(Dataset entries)
* * *
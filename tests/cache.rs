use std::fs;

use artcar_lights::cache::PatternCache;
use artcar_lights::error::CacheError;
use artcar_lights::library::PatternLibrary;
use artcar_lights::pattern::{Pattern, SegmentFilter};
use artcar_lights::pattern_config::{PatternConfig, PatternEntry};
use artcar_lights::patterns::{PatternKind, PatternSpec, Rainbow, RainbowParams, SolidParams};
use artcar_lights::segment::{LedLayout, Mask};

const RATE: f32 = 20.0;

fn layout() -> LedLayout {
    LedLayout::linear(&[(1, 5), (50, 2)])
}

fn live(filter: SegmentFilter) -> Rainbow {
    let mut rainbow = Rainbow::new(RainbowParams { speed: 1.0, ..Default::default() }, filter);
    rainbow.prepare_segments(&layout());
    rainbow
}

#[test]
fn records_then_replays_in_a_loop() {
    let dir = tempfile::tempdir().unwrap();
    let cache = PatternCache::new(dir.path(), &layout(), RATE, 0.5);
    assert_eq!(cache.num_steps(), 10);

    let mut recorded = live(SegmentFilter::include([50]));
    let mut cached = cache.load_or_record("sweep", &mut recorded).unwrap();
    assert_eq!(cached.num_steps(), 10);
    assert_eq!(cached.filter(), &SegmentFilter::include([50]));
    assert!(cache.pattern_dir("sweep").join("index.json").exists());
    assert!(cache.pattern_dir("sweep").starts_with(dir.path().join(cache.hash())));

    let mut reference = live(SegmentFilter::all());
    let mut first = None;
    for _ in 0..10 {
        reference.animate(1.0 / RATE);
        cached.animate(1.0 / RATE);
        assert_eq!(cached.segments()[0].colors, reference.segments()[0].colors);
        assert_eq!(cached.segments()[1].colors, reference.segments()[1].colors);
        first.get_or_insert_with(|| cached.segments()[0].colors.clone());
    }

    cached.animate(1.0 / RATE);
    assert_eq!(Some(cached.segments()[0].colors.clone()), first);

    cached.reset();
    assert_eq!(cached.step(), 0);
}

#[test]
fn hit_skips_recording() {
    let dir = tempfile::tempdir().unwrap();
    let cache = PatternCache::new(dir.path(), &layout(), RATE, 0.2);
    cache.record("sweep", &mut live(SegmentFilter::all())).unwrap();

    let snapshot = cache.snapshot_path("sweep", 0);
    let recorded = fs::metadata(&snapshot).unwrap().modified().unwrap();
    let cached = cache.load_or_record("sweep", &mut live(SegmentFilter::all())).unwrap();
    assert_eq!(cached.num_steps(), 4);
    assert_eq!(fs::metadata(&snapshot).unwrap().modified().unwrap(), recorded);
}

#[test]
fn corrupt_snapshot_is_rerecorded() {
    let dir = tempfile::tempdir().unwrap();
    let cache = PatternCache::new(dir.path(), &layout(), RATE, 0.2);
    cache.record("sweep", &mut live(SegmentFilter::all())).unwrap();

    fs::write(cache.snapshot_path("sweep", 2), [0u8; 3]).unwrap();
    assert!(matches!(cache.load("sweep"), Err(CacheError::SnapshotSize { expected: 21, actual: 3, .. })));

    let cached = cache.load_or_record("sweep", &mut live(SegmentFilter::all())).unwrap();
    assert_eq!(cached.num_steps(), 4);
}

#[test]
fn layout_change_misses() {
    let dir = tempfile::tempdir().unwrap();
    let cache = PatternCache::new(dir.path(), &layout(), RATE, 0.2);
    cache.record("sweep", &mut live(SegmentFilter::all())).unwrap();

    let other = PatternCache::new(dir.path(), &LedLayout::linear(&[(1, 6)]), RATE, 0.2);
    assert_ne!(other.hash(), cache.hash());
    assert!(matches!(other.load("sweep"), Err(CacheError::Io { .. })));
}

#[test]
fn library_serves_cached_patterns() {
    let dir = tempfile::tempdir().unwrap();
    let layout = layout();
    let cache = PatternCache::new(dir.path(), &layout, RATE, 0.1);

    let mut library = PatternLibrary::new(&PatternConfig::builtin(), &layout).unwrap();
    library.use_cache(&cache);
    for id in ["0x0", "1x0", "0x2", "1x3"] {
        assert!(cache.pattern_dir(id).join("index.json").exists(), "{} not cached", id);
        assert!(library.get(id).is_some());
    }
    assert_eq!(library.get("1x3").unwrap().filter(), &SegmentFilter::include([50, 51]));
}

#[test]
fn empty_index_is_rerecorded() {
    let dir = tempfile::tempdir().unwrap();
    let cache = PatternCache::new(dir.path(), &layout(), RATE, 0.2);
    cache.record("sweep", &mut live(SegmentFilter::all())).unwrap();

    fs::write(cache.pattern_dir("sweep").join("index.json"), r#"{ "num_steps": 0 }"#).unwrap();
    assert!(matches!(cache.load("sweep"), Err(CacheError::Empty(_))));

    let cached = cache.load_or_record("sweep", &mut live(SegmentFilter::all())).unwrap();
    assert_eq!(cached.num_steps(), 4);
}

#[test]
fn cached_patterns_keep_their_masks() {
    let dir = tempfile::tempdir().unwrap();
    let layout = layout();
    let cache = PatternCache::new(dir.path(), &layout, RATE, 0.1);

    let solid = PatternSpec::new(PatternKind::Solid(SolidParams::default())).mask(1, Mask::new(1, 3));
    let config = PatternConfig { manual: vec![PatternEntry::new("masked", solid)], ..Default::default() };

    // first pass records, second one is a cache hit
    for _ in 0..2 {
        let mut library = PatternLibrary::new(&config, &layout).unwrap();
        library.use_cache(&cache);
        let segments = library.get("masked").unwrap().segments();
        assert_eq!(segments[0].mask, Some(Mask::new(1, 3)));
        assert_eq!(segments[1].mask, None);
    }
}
* * *
> [Required action]
Wherever "include" occurs in the records above, copy the line it sits in.

> [Solved exercise]
    let mut recorded = live(SegmentFilter::include([50]));
    assert_eq!(cached.filter(), &SegmentFilter::include([50]));
    assert_eq!(library.get("1x3").unwrap().filter(), &SegmentFilter::include([50, 51]));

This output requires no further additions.